There is no crime in all this, or (within reason) misplaced priority. Even Scripture states that “A righteous man has regard for the life of his beast” (Prov. 12::10). But it is important to note that we are all relationally dependent. Indeed, we tend to make relationships out of anything, even inanimate objects like an old truck, the cast iron pot our grandmother used, or a favorite hat from every vacation we’ve ever taken. Domesticated or familiar animals also because, well, they respond to, acknowledge, and recognize our significance. But none of them speak to us, or do they?
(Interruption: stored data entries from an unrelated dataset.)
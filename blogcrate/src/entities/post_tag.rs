use sea_orm::entity::prelude::*;

/// Pivot between posts and tags.
#[derive(Clone, Debug, PartialEq, DeriveEntityModel)]
#[sea_orm(table_name = "post_tags")]
pub struct Model {
    #[sea_orm(primary_key, auto_increment = false)]
    pub post_id: i32,
    #[sea_orm(primary_key, auto_increment = false)]
    pub tag_id: i32,
}

#[derive(Copy, Clone, Debug, EnumIter, DeriveRelation)]
pub enum Relation {
    #[sea_orm(
        belongs_to = "super::post::Entity",
        from = "Column::PostId",
        to = "super::post::Column::Id"
    )]
    Post,
    #[sea_orm(
        belongs_to = "super::tag::Entity",
        from = "Column::TagId",
        to = "super::tag::Column::Id"
    )]
    Tag,
}

impl ActiveModelBehavior for ActiveModel {}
I have an office pal that weighs ~½ a pound. He has a malformed left foreleg and a crooked, scarred up tail (bad fight as a youth). He’s a bearded lizard that does little else but sleep and look at me. I put him out on a sunny day and bring him back in at night. I feed him the mealworms he craves, and he drifts off to sleep dreaming about whatever they dream about. Same thing every day. He’s not much to look at, but it gives me pleasure to know he’s healthy, satisfied and warm at night. Of course I feel that way even more so about my kids, but also about him (I think it’s a him: I don’t know for sure). I think about where this affection comes from, and all the kinds of affection we shower on things like this, and it underscores again how much we reflect the image of the God Who made us. There is nothing I have in myself to make God any greater or better than He is. In fact He has to renew His mercy and grace for me every day just to keep me going. But the Psalmist writes “For the LORD takes pleasure in His people: He will adorn the afflicted ones with salvation (149::4). Isaiah states that He “longs to be gracious” and “waits on high to have compassion.” Micah 7:18 declares He “delights in unchanging love.” That all draws me to Him. I like it too when my dogs are so happy to see me when I return home (my lizard just looks for a mealworm, and I delight in giving it to him). But there’s more than that. The satisfaction, security and significance I get from receiving such relational grace and goodness both frees and motivates, indeed inspires and compels me to reflect the same, both dispositionally (animals and objects) and relationally to the people in my life. It is truly remarkable what the exercise of grace, kindness, respect and appreciation, even noticing and paying close attention to someone does for their sense of value and well-being. Love indeed is in short supply in this world. Take good care of your dog, yet we have an even greater calling. Take care to notice and nurture those around you all the more.
“A friend loves at all times and a brother is born for adversity” (Prov.17:17).